Take your money and place your bets: It’s planning time in oil and gas. With budget deliberations in full swing, perplexed oil service managers are contemplating the 2018 order of battle.

The quick answer for direction in 2018 activity is simple enough: It depends on commodity price, which depends on global inventories, which depends on the actions of nation states in the world’s largest hydrocarbon-producing provinces. And it depends on the individual actions of hundreds of independent oil and gas producers in the U.S.

Maybe 2018 budgeting is not so simple after all.

Sustained commodity pricing in the low $50s for West Texas Intermediate—and $3.20 or above for natural gas—would expand demand for all oil service lines in 2018. Sustained pricing below $45 would cause demand to contract for all oil services except well stimulation.

Consequently, the 2018 story provides multiple narratives depending on service line and commodity price. A surge in permits, well starts and rig releases as E&P companies mobilized programs in second-quarter 2017 overwhelmed the market, particularly for well stimulation.
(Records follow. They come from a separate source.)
//! Direct AI endpoints: tagging, note organization and LinkedIn import.
//!
//! # Invariants
//! - Tagging never fails; an unavailable provider yields empty arrays.
//! - Organizer results are persisted in one transaction or not at all.
//! - Organized memories and imported profile notes are tagged like their
//!   direct-create counterparts.

use crate::auth::AuthUser;
use crate::error::{envelope, ApiError, ApiJson, ApiResult};
use crate::rest::{index_memory, retag_person, tags_for, today};
use crate::state::AppState;
use axum::extract::State;
use axum::routing::post;
use axum::{Extension, Json, Router};
use log::info;
use reminme_ai::{organize_text, parse_linkedin_profile, LinkedInProfile, OrganizedNote};
use reminme_core::model::person::{
    CaptureDraft, EventDraft, FollowUpDraft, MemoryDraft, PersonDraft,
};
use reminme_core::{PeopleService, SqlitePeopleRepository, Tags};
use serde::Deserialize;
use serde_json::Value;
use std::sync::Arc;

pub fn routes() -> Router<Arc<AppState>> {
    Router::new()
        .route("/api/ai/tag", post(tag))
        .route("/api/ai/organize", post(organize))
        .route("/api/ai/linkedin", post(import_linkedin))
}

#[derive(Debug, Default, Deserialize)]
#[serde(default)]
pub struct TagRequest {
    pub text: String,
    pub subject_name: Option<String>,
}

#[derive(Debug, Default, Deserialize)]
#[serde(default)]
pub struct OrganizeRequest {
    pub text: String,
    pub person_name: Option<String>,
}

#[derive(Debug, Default, Deserialize)]
#[serde(default)]
pub struct LinkedInRequest {
    pub text: String,
}

fn require_text(field: &str, value: &str) -> ApiResult<()> {
    if value.trim().is_empty() {
        return Err(ApiError::bad_request(format!("`{field}` is required")));
    }
    Ok(())
}

/// POST /api/ai/tag
async fn tag(
    State(state): State<Arc<AppState>>,
    Extension(AuthUser(_owner)): Extension<AuthUser>,
    ApiJson(request): ApiJson<TagRequest>,
) -> ApiResult<Json<Value>> {
    require_text("text", &request.text)?;
    let tags: Tags = tags_for(&state, &request.text, request.subject_name.as_deref()).await;
    envelope("tags", tags)
}

/// POST /api/ai/organize
async fn organize(
    State(state): State<Arc<AppState>>,
    Extension(AuthUser(owner)): Extension<AuthUser>,
    ApiJson(request): ApiJson<OrganizeRequest>,
) -> ApiResult<Json<Value>> {
    require_text("text", &request.text)?;
    let note = organize_text(
        state.chat(),
        &request.text,
        request.person_name.as_deref(),
        today(),
    )
    .await?;

    let mut capture = capture_from(note);
    let subject = capture.person.as_ref().map(|person| person.name.clone());
    for memory in &mut capture.memories {
        memory.tags = tags_for(&state, &memory.content, subject.as_deref()).await;
    }
    let result = state.with_conn(|conn| {
        let service = PeopleService::new(SqlitePeopleRepository::try_new(conn)?);
        Ok(service.save_capture(owner, capture)?)
    })?;
    for memory in &result.memories {
        index_memory(&state, owner, memory).await;
    }
    info!(
        "event=note_organized module=server status=ok person_created={} memories={} follow_ups={} events={}",
        result.person_created,
        result.memories.len(),
        result.follow_ups.len(),
        result.events.len()
    );
    envelope("organized", result)
}

/// POST /api/ai/linkedin
async fn import_linkedin(
    State(state): State<Arc<AppState>>,
    Extension(AuthUser(owner)): Extension<AuthUser>,
    ApiJson(request): ApiJson<LinkedInRequest>,
) -> ApiResult<Json<Value>> {
    require_text("text", &request.text)?;
    let profile = parse_linkedin_profile(state.chat(), &request.text).await?;

    let draft = person_from_profile(profile);
    let mut person = state.with_conn(|conn| {
        let service = PeopleService::new(SqlitePeopleRepository::try_new(conn)?);
        Ok(service.create_person(owner, draft)?)
    })?;
    retag_person(&state, owner, &mut person).await;
    envelope("person", person)
}

fn capture_from(note: OrganizedNote) -> CaptureDraft {
    CaptureDraft {
        person: note
            .person
            .filter(|person| !person.name.trim().is_empty())
            .map(|person| PersonDraft {
                relationship: person.relationship,
                company: person.company,
                role: person.role,
                ..PersonDraft::named(person.name)
            }),
        memories: note
            .memories
            .into_iter()
            .map(|content| MemoryDraft {
                content,
                tags: Tags::default(),
            })
            .collect(),
        follow_ups: note
            .follow_ups
            .into_iter()
            .map(|follow_up| FollowUpDraft {
                person_id: None,
                description: follow_up.description,
                due_date: follow_up.due_date,
            })
            .collect(),
        events: note
            .events
            .into_iter()
            .map(|event| EventDraft {
                person_id: None,
                title: event.title,
                event_date: event.event_date.unwrap_or_default(),
                description: event.description,
                recurring_yearly: false,
            })
            .collect(),
    }
}

fn person_from_profile(profile: LinkedInProfile) -> PersonDraft {
    let notes = match (profile.summary, profile.location) {
        (Some(summary), Some(location)) => Some(format!("{summary}\nLocation: {location}")),
        (Some(summary), None) => Some(summary),
        (None, Some(location)) => Some(format!("Location: {location}")),
        (None, None) => None,
    };
    PersonDraft {
        role: profile.headline,
        company: profile.company,
        notes,
        linkedin_url: profile.linkedin_url,
        ..PersonDraft::named(profile.name)
    }
}

#[cfg(test)]
mod tests {
    use super::{capture_from, person_from_profile};
    use reminme_ai::{LinkedInProfile, OrganizedEvent, OrganizedNote, OrganizedPerson};

    #[test]
    fn capture_drops_nameless_person_and_keeps_undated_events_for_filtering() {
        let note = OrganizedNote {
            person: Some(OrganizedPerson {
                name: "  ".to_string(),
                ..OrganizedPerson::default()
            }),
            memories: vec!["Likes sailing".to_string()],
            follow_ups: Vec::new(),
            events: vec![OrganizedEvent {
                title: "Birthday".to_string(),
                event_date: None,
                description: None,
            }],
        };
        let capture = capture_from(note);
        assert!(capture.person.is_none());
        assert_eq!(capture.memories[0].content, "Likes sailing");
        assert_eq!(capture.events[0].event_date, "");
    }

    #[test]
    fn profile_location_is_kept_in_notes() {
        let profile = LinkedInProfile {
            name: "Grace Hopper".to_string(),
            headline: Some("Rear Admiral".to_string()),
            location: Some("Arlington".to_string()),
            ..LinkedInProfile::default()
        };
        let draft = person_from_profile(profile);
        assert_eq!(draft.name, "Grace Hopper");
        assert_eq!(draft.role.as_deref(), Some("Rear Admiral"));
        assert_eq!(draft.notes.as_deref(), Some("Location: Arlington"));
    }
}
Evidence resides in rising prices for well stimulation ($75,000 per stage in August vs. $33,500 at bottom in 2016).

Additional evidence is found in the expanding lag for obtaining a frack spread, which grew from 60 days in second-quarter 2017 to 90 days as third-quarter 2017 got underway. Several stimulation providers reported being sold out for the remainder of 2017, and a few were scheduling work in 2018. The activity surge left stimulation crews with a substantial inventory of drilled but uncompleted wells (DUCs), sort of the 2017 iteration of an old challenge since rigs were generating new laterals faster than well stimulation providers could process.
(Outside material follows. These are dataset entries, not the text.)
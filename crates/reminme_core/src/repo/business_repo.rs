//! Business, business contact, note and org chart persistence.
//!
//! # Responsibility
//! - Provide owner-scoped CRUD for businesses and their child rows.
//! - Persist org charts with whole-set replace semantics.
//!
//! # Invariants
//! - Child rows carry no owner column; access is scoped by joining the parent
//!   business on `user_id`.
//! - Org chart replace deletes and re-inserts in one transaction, so a failed
//!   save leaves the previous chart intact.

use crate::model::business::{
    Business, BusinessDraft, BusinessNote, BusinessPerson, BusinessPersonDraft, OrgChart,
    OrgChartDraft, OrgChartMeeting, OrgChartPerson, OrgChartTeam,
};
use crate::model::{RecordId, Tags, UserId};
use crate::repo::{
    begin_immediate, ensure_connection_ready, new_id, opt_id, row_optional_uuid, row_tags,
    row_uuid, to_json, RepoError, RepoResult,
};
use rusqlite::{params, Connection, Row};
use std::collections::BTreeMap;

const BUSINESS_SELECT_SQL: &str = "SELECT
    id, user_id, name, industry, stage, website, description, notes, created_at, updated_at
FROM businesses";

const BUSINESS_PERSON_SELECT_SQL: &str = "SELECT
    bp.id, bp.business_id, bp.name, bp.role, bp.email, bp.notes, bp.created_at, bp.updated_at
FROM business_people bp
JOIN businesses b ON b.id = bp.business_id";

const BUSINESS_NOTE_SELECT_SQL: &str = "SELECT
    n.id, n.business_id, n.content, n.keywords, n.entities, n.industries, n.created_at
FROM business_notes n
JOIN businesses b ON b.id = n.business_id";
//! Bearer token middleware.
//!
//! # Responsibility
//! - Resolve `Authorization: Bearer <token>` to the calling user once per
//!   request and expose it to handlers as an `AuthUser` extension.
//!
//! # Invariants
//! - Every route except `/api/health` requires a valid token.
//! - Rejected requests never reach a handler, so they never touch storage
//!   beyond the token lookup.

use crate::error::ApiError;
use crate::state::AppState;
use axum::extract::{Request, State};
use axum::http::HeaderMap;
use axum::middleware::Next;
use axum::response::Response;
use log::warn;
use reminme_core::auth::resolve_token;
use reminme_core::UserId;
use std::sync::Arc;

/// Paths served without a token.
const PUBLIC_PATHS: &[&str] = &["/api/health"];

/// Authenticated caller identity.
#[derive(Debug, Clone, Copy, PartialEq, Eq)]
pub struct AuthUser(pub UserId);

pub async fn auth_middleware_with_state(
    State(state): State<Arc<AppState>>,
    mut request: Request,
    next: Next,
) -> Result<Response, ApiError> {
    if PUBLIC_PATHS.contains(&request.uri().path()) {
        return Ok(next.run(request).await);
    }

    let Some(token) = bearer_token(request.headers()) else {
        return Err(ApiError::Unauthorized);
    };
    let user_id = state
        .with_conn(|conn| resolve_token(conn, token).map_err(ApiError::from))
        .inspect_err(|err| {
            if matches!(err, ApiError::Unauthorized) {
                warn!(
                    "event=auth_rejected module=server status=error path={}",
                    request.uri().path()
                );
            }
        })?;

    request.extensions_mut().insert(AuthUser(user_id));
    Ok(next.run(request).await)
}

fn bearer_token(headers: &HeaderMap) -> Option<&str> {
    let value = headers.get("authorization")?.to_str().ok()?;
    let (scheme, token) = value.trim().split_once(' ')?;
    if !scheme.eq_ignore_ascii_case("bearer") {
        return None;
    }
    let token = token.trim();
    (!token.is_empty()).then_some(token)
}

#[cfg(test)]
mod tests {
    use super::bearer_token;
    use axum::http::{HeaderMap, HeaderValue};

    fn headers(value: &str) -> HeaderMap {
        let mut headers = HeaderMap::new();
        headers
            .insert("authorization", HeaderValue::from_str(value)
            .expect("header value should be valid"));
        headers
    }

    #[test]
    fn bearer_token_accepts_any_scheme_case() {
        assert_eq!(bearer_token(&headers("Bearer rm_abc")), Some("rm_abc"));
        assert_eq!(bearer_token(&headers("bearer  rm_abc ")), Some("rm_abc"));
    }

    #[test]
    fn bearer_token_rejects_other_schemes_and_blanks() {
        assert_eq!(bearer_token(&headers("Basic dXNlcg==")), None);
        assert_eq!(bearer_token(&headers("Bearer ")), None);
        assert_eq!(bearer_token(&HeaderMap::new()), None);
    }
}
DUCs rose by 900 wells in first-half 2017 to more than 6,000, according to the U.S. Energy Information Administration, even as completion crews and an extra 3 million hydraulic horsepower in stimulation capacity were eliminating the original DUC inventory from the 2014 downturn. Zipper fractures, a proxy for batch completions, grew to 75% of completion activity on average at mid-year and, in markets like the Permian and Bakken, topped 80% of well completions.
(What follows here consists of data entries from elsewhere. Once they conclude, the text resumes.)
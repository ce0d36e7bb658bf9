mod client;
mod models;

pub use client::{ApiErrorClass, MAX_PAGE_SIZE, MAX_UPLOAD_BYTES, PhotoApiError, PhotoClient};
pub use models::{
    BatchDeleteResponse, DeleteTarget, FailureEntry, JobPhase, JobSnapshot, JobStatus, Page,
    Photo, SearchHit, StartJobResponse, UploadReceipt,
};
Those gains signaled that more wells were drilled on pads even as the number of wells per pad grew in stacked plays such as the Permian Basin. Crews were tied up at the well site for longer periods as they processed longer laterals, more stages and greater proppant loading, which is why demand for well stimulation will continue deep into firsthalf 2018 even as the industry adds capacity.

Rig count is a different story. Tight formation horizontal rig count grew 22% to 28% per quarter after bottoming in mid-2016. That reflected nearly full utilization for super-specification pad-optimal rigs as the industry focused on full-field development. Rig count expansion was partially underwritten by hedging earlier in 2017 when commodity prices were north of $50. Several E&P companies began hedging again as pricing returned to $50 in third-quarter 2017 after a midyear drop.

However, the E&P sector gave mixed signals during second-quarter earnings calls when the group in aggregate announced more than $1.5 billion in reductions for domestic spending. Several E&P companies signaled intentions to reduce rig count as gains in cycle time enabled the sector to grow production at double-digit levels with fewer rigs.

For now, expect lower rig counts and higher demand for stimulation, at least in first-half 2018.

From there, it’s safe to say, “It depends.”